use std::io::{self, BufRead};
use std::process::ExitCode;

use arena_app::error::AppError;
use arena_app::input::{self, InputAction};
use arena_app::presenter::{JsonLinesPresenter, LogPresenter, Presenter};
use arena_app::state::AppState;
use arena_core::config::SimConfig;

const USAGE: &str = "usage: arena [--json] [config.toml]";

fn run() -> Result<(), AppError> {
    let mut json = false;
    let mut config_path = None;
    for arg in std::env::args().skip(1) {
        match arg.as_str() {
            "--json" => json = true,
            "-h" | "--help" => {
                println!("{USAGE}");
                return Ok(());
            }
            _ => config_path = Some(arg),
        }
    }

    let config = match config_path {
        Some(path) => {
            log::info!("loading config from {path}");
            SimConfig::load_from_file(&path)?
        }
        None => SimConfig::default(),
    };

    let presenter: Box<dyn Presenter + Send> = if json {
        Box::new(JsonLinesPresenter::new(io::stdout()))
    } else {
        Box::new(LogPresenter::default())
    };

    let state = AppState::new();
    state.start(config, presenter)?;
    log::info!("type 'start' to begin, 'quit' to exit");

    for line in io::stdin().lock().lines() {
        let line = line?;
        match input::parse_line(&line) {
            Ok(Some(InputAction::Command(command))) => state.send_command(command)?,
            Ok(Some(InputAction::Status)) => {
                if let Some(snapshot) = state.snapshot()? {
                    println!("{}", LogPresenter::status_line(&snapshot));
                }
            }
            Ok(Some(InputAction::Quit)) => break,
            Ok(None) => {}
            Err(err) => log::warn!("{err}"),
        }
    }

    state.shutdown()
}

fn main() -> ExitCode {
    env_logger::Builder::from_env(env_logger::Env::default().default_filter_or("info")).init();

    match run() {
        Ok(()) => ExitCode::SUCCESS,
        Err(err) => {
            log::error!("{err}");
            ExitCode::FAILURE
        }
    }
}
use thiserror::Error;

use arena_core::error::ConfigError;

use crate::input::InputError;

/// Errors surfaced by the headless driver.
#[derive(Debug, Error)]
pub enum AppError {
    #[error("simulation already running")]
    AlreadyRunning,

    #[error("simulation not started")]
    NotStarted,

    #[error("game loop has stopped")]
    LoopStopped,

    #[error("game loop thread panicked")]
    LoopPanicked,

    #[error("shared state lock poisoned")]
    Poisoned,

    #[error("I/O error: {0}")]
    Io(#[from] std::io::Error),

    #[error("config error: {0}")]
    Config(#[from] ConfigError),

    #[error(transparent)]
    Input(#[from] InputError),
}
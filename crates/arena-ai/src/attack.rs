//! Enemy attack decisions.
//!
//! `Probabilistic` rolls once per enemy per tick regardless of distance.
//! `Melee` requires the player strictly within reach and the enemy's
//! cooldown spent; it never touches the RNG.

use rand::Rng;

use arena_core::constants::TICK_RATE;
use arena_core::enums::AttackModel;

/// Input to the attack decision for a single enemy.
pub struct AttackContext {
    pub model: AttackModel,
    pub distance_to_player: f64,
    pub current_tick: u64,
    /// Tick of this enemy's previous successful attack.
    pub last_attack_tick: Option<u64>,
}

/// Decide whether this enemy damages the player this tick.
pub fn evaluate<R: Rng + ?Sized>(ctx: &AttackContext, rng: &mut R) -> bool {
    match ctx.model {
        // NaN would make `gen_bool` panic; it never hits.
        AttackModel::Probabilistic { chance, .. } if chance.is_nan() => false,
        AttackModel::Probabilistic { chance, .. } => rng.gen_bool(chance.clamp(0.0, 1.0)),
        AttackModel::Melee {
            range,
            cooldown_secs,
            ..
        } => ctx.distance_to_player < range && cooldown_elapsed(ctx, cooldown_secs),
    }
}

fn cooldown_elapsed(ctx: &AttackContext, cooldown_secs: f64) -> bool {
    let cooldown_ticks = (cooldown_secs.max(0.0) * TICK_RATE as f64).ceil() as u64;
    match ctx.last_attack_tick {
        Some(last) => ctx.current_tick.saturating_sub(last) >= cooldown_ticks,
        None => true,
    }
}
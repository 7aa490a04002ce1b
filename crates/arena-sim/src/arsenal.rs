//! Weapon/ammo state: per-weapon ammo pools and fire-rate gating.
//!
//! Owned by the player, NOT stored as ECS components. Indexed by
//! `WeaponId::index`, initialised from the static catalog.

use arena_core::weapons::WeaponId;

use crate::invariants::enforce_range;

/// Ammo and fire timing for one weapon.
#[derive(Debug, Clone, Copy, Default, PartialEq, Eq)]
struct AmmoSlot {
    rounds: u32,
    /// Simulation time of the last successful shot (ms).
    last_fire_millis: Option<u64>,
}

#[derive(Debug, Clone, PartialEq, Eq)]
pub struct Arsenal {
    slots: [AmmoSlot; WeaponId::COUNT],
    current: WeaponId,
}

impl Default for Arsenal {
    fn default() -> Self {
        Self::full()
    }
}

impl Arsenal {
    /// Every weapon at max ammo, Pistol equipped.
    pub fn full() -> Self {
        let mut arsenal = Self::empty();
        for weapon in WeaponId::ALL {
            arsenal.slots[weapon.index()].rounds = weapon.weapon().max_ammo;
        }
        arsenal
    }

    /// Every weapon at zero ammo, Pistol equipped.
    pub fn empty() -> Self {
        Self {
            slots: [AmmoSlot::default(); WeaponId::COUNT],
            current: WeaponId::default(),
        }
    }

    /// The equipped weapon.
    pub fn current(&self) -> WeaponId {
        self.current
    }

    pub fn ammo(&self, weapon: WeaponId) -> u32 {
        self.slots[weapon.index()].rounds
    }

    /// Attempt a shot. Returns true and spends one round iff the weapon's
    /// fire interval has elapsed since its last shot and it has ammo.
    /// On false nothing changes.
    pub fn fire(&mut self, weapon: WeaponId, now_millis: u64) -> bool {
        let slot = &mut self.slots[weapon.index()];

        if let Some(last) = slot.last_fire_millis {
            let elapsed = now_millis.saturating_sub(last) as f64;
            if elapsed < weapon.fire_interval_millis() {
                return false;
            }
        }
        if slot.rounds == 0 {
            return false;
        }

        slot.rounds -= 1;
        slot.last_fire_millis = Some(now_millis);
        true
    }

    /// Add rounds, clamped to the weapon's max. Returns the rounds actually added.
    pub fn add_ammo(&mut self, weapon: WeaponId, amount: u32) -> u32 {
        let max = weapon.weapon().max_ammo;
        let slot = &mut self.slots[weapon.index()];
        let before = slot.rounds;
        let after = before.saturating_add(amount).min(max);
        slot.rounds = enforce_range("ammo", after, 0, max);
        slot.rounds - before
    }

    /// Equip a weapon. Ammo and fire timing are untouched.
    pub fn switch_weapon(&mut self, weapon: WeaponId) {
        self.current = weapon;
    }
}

• _EXERCISE BRIEF_: Starting at the first line, transcribe the material through to the last.

• _ANSWER SECTION_:
use std::io::{self, BufRead};
use std::process::ExitCode;

use arena_app::error::AppError;
use arena_app::input::{self, InputAction};
use arena_app::presenter::{JsonLinesPresenter, LogPresenter, Presenter};
use arena_app::state::AppState;
use arena_core::config::SimConfig;

const USAGE: &str = "usage: arena [--json] [config.toml]";

fn run() -> Result<(), AppError> {
    let mut json = false;
    let mut config_path = None;
    for arg in std::env::args().skip(1) {
        match arg.as_str() {
            "--json" => json = true,
            "-h" | "--help" => {
                println!("{USAGE}");
                return Ok(());
            }
            _ => config_path = Some(arg),
        }
    }

    let config = match config_path {
        Some(path) => {
            log::info!("loading config from {path}");
            SimConfig::load_from_file(&path)?
        }
        None => SimConfig::default(),
    };

    let presenter: Box<dyn Presenter + Send> = if json {
        Box::new(JsonLinesPresenter::new(io::stdout()))
    } else {
        Box::new(LogPresenter::default())
    };

    let state = AppState::new();
    state.start(config, presenter)?;
    log::info!("type 'start' to begin, 'quit' to exit");

    for line in io::stdin().lock().lines() {
        let line = line?;
        match input::parse_line(&line) {
            Ok(Some(InputAction::Command(command))) => state.send_command(command)?,
            Ok(Some(InputAction::Status)) => {
                if let Some(snapshot) = state.snapshot()? {
                    println!("{}", LogPresenter::status_line(&snapshot));
                }
            }
            Ok(Some(InputAction::Quit)) => break,
            Ok(None) => {}
            Err(err) => log::warn!("{err}"),
        }
    }

    state.shutdown()
}

fn main() -> ExitCode {
    env_logger::Builder::from_env(env_logger::Env::default().default_filter_or("info")).init();

    match run() {
        Ok(()) => ExitCode::SUCCESS,
        Err(err) => {
            log::error!("{err}");
            ExitCode::FAILURE
        }
    }
}
use thiserror::Error;

use arena_core::error::ConfigError;

use crate::input::InputError;

/// Errors surfaced by the headless driver.
#[derive(Debug, Error)]
pub enum AppError {
    #[error("simulation already running")]
    AlreadyRunning,

    #[error("simulation not started")]
    NotStarted,

    #[error("game loop has stopped")]
    LoopStopped,

    #[error("game loop thread panicked")]
    LoopPanicked,

    #[error("shared state lock poisoned")]
    Poisoned,

    #[error("I/O error: {0}")]
    Io(#[from] std::io::Error),

    #[error("config error: {0}")]
    Config(#[from] ConfigError),

    #[error(transparent)]
    Input(#[from] InputError),
}
filename crates/arena-ai/src/attack.rs
//! Enemy attack decisions.
//!
//! `Probabilistic` rolls once per enemy per tick regardless of distance.
//! `Melee` requires the player strictly within reach and the enemy's
//! cooldown spent; it never touches the RNG.

use rand::Rng;

use arena_core::constants::TICK_RATE;
use arena_core::enums::AttackModel;

/// Input to the attack decision for a single enemy.
pub struct AttackContext {
    pub model: AttackModel,
    pub distance_to_player: f64,
    pub current_tick: u64,
    /// Tick of this enemy's previous successful attack.
    pub last_attack_tick: Option<u64>,
}

/// Decide whether this enemy damages the player this tick.
pub fn evaluate<R: Rng + ?Sized>(ctx: &AttackContext, rng: &mut R) -> bool {
    match ctx.model {
        // NaN would make `gen_bool` panic; it never hits.
        AttackModel::Probabilistic { chance, .. } if chance.is_nan() => false,
        AttackModel::Probabilistic { chance, .. } => rng.gen_bool(chance.clamp(0.0, 1.0)),
        AttackModel::Melee {
            range,
            cooldown_secs,
            ..
        } => ctx.distance_to_player < range && cooldown_elapsed(ctx, cooldown_secs),
    }
}

fn cooldown_elapsed(ctx: &AttackContext, cooldown_secs: f64) -> bool {
    let cooldown_ticks = (cooldown_secs.max(0.0) * TICK_RATE as f64).ceil() as u64;
    match ctx.last_attack_tick {
        Some(last) => ctx.current_tick.saturating_sub(last) >= cooldown_ticks,
        None => true,
    }
}
repository 7aa490a04002ce1b
filename crates/arena-sim/src/arsenal.rs
//! Weapon/ammo state: per-weapon ammo pools and fire-rate gating.
//!
//! Owned by the player, NOT stored as ECS components. Indexed by
//! `WeaponId::index`, initialised from the static catalog.

use arena_core::weapons::WeaponId;

use crate::invariants::enforce_range;

/// Ammo and fire timing for one weapon.
#[derive(Debug, Clone, Copy, Default, PartialEq, Eq)]
struct AmmoSlot {
    rounds: u32,
    /// Simulation time of the last successful shot (ms).
    last_fire_millis: Option<u64>,
}

#[derive(Debug, Clone, PartialEq, Eq)]
pub struct Arsenal {
    slots: [AmmoSlot; WeaponId::COUNT],
    current: WeaponId,
}

impl Default for Arsenal {
    fn default() -> Self {
        Self::full()
    }
}

impl Arsenal {
    /// Every weapon at max ammo, Pistol equipped.
    pub fn full() -> Self {
        let mut arsenal = Self::empty();
        for weapon in WeaponId::ALL {
            arsenal.slots[weapon.index()].rounds = weapon.weapon().max_ammo;
        }
        arsenal
    }

    /// Every weapon at zero ammo, Pistol equipped.
    pub fn empty() -> Self {
        Self {
            slots: [AmmoSlot::default(); WeaponId::COUNT],
            current: WeaponId::default(),
        }
    }

    /// The equipped weapon.
    pub fn current(&self) -> WeaponId {
        self.current
    }

    pub fn ammo(&self, weapon: WeaponId) -> u32 {
        self.slots[weapon.index()].rounds
    }

    /// Attempt a shot. Returns true and spends one round iff the weapon's
    /// fire interval has elapsed since its last shot and it has ammo.
    /// On false nothing changes.
    pub fn fire(&mut self, weapon: WeaponId, now_millis: u64) -> bool {
        let slot = &mut self.slots[weapon.index()];

        if let Some(last) = slot.last_fire_millis {
            let elapsed = now_millis.saturating_sub(last) as f64;
            if elapsed < weapon.fire_interval_millis() {
                return false;
            }
        }
        if slot.rounds == 0 {
            return false;
        }

        slot.rounds -= 1;
        slot.last_fire_millis = Some(now_millis);
        true
    }

    /// Add rounds, clamped to the weapon's max. Returns the rounds actually added.
    pub fn add_ammo(&mut self, weapon: WeaponId, amount: u32) -> u32 {
        let max = weapon.weapon().max_ammo;
        let slot = &mut self.slots[weapon.index()];
        let before = slot.rounds;
        let after = before.saturating_add(amount).min(max);
        slot.rounds = enforce_range("ammo", after, 0, max);
        slot.rounds - before
    }

    /// Equip a weapon. Ammo and fire timing are untouched.
    pub fn switch_weapon(&mut self, weapon: WeaponId) {
        self.current = weapon;
    }
}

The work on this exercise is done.